■ **What the task requires**
Look for "yields" in the listing below. Gather each line that contains it.

■ **Provided information**
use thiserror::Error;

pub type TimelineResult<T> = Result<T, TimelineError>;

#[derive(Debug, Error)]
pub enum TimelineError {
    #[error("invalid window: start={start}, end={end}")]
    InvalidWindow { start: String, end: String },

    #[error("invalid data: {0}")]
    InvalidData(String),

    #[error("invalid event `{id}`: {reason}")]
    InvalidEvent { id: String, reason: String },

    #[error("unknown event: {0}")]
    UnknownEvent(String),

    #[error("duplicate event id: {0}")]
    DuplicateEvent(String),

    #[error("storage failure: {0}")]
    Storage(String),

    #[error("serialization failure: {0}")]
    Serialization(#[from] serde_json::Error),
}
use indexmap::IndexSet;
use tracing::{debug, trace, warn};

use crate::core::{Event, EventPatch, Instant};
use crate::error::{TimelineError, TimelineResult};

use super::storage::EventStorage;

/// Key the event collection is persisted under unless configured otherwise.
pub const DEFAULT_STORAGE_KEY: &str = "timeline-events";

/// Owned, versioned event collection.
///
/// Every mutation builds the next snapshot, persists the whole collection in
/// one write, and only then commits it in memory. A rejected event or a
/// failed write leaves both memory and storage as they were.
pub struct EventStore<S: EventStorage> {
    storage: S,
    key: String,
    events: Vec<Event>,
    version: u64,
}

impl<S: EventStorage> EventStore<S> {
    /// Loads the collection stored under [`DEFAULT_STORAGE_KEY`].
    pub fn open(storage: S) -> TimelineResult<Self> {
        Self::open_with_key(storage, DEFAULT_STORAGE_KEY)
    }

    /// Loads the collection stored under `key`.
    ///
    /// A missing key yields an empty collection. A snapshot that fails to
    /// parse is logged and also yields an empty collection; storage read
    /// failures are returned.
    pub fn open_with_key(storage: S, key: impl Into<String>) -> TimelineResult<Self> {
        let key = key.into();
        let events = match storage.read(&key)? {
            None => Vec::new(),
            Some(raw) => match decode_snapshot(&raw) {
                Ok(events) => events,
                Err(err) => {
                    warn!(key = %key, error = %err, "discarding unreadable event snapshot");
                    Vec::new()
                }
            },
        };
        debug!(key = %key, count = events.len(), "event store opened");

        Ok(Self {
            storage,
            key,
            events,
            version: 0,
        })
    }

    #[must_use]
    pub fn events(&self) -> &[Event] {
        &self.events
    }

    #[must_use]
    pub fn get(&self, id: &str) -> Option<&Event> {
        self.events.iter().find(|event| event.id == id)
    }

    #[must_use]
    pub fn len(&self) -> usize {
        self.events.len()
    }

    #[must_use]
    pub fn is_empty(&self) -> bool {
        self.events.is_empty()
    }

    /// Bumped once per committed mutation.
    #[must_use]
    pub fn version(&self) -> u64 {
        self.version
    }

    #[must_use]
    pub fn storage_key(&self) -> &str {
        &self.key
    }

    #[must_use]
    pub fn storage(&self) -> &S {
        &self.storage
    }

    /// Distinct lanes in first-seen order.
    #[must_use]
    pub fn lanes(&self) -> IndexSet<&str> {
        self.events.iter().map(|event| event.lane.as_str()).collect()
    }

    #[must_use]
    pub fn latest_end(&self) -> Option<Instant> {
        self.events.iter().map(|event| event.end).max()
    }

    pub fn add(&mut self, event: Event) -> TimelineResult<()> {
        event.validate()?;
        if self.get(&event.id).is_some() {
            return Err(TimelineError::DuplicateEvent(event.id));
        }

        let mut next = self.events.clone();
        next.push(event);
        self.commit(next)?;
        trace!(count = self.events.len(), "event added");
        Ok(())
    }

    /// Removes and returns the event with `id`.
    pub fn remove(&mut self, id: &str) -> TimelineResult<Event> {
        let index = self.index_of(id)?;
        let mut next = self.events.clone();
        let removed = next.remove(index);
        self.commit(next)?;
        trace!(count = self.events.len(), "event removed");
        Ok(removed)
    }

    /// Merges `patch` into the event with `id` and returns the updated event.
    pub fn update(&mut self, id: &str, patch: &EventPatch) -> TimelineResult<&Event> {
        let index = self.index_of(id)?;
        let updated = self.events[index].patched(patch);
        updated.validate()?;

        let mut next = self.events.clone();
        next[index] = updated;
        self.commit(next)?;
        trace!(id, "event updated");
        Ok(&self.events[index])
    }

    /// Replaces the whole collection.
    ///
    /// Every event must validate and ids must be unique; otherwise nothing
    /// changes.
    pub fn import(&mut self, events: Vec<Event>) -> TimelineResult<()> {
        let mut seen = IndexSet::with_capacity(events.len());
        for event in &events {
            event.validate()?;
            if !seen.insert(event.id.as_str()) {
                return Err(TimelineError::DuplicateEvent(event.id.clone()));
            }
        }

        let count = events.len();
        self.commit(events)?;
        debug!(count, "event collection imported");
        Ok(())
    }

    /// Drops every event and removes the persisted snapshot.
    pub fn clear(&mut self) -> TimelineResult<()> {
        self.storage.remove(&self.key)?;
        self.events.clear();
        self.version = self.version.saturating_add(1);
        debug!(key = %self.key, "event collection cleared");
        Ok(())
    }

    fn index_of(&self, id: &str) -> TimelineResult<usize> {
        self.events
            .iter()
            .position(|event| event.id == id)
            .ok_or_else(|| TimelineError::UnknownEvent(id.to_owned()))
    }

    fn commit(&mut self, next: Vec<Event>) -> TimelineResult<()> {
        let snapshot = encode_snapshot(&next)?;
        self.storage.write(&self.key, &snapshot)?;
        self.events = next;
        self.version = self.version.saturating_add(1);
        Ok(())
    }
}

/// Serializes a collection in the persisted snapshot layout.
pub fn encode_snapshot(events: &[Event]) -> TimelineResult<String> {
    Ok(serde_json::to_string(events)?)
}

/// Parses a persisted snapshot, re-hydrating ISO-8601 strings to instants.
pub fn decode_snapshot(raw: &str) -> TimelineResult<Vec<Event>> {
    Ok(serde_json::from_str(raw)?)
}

■ **Completed exercise**
    /// A missing key yields an empty collection. A snapshot that fails to
    /// parse is logged and also yields an empty collection; storage read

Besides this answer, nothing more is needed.